◆ WHAT TO PRODUCE
Of the entries below, return only those lines from the line with "Some(100.0 - 100.0" to the line with "population standard deviation.", exactly, both included.

◆ DATASET
▬▬▬

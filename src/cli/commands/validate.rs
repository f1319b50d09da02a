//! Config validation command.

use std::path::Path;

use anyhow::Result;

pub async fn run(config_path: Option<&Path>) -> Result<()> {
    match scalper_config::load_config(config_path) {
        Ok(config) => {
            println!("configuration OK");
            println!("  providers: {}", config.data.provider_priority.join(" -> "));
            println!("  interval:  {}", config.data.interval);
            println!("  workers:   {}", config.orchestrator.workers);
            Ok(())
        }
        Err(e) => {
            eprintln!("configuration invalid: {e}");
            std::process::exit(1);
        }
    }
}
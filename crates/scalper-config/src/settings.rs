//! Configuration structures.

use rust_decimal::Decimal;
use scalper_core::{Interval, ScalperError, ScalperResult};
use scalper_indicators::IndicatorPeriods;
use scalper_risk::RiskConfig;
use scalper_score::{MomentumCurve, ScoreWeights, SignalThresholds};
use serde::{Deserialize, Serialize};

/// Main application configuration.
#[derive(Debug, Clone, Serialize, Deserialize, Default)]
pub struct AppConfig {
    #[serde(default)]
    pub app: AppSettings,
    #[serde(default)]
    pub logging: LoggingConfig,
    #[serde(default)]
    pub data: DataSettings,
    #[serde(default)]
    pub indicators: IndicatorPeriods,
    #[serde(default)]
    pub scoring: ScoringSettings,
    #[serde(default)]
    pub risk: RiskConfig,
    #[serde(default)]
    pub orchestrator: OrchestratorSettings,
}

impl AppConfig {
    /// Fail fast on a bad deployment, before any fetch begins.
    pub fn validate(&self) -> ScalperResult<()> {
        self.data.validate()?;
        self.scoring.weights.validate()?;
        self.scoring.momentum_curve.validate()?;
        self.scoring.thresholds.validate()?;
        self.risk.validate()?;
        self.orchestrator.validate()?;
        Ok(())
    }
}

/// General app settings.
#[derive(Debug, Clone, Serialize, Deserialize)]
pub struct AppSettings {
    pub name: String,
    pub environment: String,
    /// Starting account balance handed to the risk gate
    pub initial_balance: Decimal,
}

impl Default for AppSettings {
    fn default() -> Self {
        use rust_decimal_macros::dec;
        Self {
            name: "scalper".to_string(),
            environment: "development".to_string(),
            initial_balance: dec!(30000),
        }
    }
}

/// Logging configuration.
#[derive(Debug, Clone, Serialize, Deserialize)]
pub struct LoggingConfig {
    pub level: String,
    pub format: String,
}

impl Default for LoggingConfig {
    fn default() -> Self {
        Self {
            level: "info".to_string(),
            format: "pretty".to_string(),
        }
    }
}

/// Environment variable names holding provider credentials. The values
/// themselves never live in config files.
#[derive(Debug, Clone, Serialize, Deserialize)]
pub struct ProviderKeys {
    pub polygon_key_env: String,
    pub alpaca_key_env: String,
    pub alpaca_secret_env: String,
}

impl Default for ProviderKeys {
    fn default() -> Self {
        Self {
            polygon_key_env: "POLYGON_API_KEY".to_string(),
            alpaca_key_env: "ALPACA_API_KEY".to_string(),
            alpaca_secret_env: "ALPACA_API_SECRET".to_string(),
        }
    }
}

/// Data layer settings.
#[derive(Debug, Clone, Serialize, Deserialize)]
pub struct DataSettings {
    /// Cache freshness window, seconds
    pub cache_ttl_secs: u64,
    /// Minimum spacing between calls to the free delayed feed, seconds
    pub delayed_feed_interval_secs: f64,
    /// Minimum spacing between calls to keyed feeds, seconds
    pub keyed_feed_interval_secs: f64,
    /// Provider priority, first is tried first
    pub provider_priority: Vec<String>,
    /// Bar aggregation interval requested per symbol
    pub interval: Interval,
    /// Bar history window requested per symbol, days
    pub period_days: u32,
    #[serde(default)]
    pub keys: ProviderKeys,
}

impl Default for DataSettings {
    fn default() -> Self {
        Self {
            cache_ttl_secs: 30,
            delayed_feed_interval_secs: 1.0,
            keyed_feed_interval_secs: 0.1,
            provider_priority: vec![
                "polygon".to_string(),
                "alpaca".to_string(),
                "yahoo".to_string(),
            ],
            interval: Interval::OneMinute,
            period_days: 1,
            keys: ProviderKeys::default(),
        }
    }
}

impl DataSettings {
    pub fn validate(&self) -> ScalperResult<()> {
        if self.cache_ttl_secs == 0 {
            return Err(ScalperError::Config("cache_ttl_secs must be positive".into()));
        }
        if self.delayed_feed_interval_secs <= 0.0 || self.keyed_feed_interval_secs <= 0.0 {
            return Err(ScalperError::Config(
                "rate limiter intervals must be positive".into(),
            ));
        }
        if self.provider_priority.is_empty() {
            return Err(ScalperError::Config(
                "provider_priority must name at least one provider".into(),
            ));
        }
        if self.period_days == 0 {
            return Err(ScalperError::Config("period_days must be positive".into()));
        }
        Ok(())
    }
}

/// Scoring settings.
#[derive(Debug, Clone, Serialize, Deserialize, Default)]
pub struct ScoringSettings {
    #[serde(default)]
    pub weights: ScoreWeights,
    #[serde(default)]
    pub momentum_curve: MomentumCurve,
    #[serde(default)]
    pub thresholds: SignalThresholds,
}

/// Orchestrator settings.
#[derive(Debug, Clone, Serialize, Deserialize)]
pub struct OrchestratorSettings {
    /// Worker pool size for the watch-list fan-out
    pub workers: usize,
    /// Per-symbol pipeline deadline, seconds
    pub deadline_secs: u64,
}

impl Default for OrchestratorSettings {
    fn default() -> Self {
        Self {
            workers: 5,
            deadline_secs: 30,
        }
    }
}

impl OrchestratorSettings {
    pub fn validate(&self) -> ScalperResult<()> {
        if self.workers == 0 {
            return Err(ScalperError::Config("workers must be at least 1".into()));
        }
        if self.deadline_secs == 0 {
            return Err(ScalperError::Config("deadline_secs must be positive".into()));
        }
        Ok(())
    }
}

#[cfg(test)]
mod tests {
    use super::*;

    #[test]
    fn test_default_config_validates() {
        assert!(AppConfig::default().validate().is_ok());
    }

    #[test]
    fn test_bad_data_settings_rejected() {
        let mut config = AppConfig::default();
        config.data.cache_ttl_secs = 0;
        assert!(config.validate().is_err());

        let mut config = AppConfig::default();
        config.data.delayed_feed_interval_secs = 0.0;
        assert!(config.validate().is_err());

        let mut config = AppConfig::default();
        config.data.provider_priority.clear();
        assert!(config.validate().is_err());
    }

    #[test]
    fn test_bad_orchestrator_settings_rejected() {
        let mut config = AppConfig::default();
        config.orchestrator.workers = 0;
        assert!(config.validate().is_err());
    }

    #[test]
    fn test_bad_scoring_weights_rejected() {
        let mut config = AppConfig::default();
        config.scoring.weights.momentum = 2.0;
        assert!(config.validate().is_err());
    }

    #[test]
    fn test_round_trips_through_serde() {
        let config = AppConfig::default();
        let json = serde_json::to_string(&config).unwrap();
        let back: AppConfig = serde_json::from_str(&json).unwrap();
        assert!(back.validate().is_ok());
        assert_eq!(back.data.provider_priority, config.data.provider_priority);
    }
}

▬▬▬

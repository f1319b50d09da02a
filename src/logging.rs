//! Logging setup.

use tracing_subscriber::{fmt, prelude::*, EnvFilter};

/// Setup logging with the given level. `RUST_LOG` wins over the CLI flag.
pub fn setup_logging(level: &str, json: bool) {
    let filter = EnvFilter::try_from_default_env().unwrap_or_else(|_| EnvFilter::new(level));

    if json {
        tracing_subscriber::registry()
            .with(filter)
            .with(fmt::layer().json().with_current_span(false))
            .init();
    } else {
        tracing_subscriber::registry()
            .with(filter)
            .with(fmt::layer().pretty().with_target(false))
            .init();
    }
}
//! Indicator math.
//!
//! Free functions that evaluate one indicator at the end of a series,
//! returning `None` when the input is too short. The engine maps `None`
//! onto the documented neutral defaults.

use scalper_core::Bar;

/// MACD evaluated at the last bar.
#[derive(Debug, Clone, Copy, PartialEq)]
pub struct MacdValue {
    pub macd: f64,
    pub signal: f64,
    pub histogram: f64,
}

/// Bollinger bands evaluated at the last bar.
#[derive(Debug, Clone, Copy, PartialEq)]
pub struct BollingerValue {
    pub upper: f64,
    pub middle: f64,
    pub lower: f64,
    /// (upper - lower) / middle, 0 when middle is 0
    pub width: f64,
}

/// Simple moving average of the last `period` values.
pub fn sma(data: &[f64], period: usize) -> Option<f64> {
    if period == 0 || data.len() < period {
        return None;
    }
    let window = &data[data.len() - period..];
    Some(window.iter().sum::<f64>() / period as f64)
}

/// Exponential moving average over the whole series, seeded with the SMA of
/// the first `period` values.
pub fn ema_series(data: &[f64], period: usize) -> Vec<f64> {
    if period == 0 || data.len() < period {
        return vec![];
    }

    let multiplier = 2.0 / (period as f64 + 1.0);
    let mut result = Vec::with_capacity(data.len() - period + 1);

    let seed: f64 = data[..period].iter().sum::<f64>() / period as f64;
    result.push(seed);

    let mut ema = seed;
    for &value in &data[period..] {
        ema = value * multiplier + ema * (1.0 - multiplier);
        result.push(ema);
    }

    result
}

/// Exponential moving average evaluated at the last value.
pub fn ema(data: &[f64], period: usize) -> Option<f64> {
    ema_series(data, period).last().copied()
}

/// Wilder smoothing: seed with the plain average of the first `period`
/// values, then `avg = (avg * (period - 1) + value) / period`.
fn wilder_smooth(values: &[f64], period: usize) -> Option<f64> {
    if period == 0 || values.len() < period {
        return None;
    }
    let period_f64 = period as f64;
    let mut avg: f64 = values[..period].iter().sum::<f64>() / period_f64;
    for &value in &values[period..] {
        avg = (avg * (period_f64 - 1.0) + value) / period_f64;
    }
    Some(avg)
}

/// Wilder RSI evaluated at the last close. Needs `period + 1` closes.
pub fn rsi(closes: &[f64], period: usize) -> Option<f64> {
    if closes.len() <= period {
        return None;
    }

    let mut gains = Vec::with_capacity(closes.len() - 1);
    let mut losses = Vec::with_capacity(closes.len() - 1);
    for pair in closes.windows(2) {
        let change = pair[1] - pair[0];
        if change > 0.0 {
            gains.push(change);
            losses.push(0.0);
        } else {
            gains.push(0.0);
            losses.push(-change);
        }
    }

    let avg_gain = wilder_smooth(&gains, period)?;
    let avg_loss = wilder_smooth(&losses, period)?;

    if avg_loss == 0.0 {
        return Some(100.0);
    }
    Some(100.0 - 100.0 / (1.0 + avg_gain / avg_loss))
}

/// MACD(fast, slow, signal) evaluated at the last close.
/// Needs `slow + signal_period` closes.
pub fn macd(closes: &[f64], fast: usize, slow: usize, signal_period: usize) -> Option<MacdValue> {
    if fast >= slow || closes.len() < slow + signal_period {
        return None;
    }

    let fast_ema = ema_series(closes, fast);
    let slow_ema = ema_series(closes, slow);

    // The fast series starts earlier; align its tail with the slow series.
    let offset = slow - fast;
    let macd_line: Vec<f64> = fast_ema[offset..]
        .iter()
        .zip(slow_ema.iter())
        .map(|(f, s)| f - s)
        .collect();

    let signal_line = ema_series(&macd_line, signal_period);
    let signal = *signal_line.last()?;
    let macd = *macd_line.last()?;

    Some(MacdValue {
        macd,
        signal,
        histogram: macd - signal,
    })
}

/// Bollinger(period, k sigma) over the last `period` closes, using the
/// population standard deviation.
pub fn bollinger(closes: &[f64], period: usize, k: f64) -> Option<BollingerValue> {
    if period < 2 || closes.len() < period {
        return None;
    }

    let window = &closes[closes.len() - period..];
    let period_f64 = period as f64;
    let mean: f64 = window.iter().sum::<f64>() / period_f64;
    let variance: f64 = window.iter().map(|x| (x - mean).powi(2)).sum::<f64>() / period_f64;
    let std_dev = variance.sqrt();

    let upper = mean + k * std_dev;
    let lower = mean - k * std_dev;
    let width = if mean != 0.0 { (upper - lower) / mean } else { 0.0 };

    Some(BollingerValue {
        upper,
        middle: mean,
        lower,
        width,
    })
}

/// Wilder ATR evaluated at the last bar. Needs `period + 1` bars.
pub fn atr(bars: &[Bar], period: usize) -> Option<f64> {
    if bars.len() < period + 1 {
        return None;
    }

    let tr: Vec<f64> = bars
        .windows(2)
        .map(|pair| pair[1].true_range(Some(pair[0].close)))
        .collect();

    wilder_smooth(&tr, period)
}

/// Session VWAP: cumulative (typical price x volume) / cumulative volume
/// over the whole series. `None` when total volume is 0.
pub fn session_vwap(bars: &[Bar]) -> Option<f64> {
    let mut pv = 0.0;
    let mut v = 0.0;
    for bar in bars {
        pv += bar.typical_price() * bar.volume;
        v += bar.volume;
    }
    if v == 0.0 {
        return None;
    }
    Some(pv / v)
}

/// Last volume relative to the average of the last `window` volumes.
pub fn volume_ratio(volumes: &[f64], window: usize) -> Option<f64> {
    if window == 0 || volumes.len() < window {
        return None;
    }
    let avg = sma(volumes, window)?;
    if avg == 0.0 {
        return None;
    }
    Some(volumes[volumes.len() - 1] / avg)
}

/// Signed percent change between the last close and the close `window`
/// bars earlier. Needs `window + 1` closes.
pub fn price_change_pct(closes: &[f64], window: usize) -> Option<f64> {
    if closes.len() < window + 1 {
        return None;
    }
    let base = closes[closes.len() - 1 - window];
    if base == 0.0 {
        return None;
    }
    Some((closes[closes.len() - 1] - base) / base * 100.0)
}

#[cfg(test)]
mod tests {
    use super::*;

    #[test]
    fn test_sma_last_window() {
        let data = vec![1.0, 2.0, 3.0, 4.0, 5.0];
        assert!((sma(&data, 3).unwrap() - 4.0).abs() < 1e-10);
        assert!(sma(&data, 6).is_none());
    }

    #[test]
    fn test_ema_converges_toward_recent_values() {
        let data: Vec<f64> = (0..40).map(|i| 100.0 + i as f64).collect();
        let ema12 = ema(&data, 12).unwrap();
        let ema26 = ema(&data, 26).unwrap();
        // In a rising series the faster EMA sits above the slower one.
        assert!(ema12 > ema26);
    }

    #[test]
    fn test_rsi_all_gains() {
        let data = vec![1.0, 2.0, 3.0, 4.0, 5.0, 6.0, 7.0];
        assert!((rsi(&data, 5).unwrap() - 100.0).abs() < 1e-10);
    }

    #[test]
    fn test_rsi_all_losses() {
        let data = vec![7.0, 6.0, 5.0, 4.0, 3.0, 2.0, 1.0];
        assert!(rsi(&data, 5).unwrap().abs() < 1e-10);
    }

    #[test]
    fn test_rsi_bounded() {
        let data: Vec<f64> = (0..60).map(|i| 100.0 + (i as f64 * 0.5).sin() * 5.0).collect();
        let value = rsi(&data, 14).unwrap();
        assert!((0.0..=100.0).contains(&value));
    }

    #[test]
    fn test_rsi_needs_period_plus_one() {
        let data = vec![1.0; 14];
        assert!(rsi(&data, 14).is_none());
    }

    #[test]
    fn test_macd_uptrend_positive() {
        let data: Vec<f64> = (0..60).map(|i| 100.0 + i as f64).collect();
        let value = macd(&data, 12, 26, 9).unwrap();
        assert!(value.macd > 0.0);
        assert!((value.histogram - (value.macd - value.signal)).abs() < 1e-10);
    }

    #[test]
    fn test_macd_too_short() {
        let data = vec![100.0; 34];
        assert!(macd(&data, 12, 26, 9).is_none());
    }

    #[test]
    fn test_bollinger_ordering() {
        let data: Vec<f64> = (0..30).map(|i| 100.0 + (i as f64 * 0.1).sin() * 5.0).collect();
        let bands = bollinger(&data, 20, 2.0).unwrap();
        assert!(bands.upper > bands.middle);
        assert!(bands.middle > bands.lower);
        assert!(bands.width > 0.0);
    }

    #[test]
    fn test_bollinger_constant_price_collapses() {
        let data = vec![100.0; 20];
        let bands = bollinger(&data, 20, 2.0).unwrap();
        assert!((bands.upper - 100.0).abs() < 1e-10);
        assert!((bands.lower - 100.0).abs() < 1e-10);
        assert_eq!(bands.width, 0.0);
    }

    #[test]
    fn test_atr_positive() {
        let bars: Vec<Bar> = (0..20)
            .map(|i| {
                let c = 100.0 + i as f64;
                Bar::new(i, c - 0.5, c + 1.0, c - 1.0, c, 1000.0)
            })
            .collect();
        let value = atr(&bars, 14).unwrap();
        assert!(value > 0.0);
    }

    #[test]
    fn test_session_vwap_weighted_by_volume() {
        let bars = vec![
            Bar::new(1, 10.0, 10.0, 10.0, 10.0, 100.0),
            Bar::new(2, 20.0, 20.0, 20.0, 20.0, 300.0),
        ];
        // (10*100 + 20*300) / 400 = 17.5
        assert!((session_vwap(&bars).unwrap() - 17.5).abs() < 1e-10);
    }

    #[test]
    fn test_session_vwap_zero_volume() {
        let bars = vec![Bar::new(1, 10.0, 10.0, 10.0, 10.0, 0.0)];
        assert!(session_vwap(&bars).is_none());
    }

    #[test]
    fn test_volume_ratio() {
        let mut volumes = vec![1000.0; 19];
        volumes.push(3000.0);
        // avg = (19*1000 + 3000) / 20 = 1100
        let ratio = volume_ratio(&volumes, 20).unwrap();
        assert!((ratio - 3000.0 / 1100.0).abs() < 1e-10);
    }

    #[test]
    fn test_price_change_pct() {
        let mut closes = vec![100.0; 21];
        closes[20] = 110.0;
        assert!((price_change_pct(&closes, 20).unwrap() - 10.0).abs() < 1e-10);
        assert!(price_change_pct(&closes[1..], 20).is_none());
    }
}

▬▬▬

◆ EXPECTED ANSWER
    Some(100.0 - 100.0 / (1.0 + avg_gain / avg_loss))
}

/// MACD(fast, slow, signal) evaluated at the last close.
/// Needs `slow + signal_period` closes.
pub fn macd(closes: &[f64], fast: usize, slow: usize, signal_period: usize) -> Option<MacdValue> {
    if fast >= slow || closes.len() < slow + signal_period {
        return None;
    }

    let fast_ema = ema_series(closes, fast);
    let slow_ema = ema_series(closes, slow);

    // The fast series starts earlier; align its tail with the slow series.
    let offset = slow - fast;
    let macd_line: Vec<f64> = fast_ema[offset..]
        .iter()
        .zip(slow_ema.iter())
        .map(|(f, s)| f - s)
        .collect();

    let signal_line = ema_series(&macd_line, signal_period);
    let signal = *signal_line.last()?;
    let macd = *macd_line.last()?;

    Some(MacdValue {
        macd,
        signal,
        histogram: macd - signal,
    })
}

/// Bollinger(period, k sigma) over the last `period` closes, using the
/// population standard deviation.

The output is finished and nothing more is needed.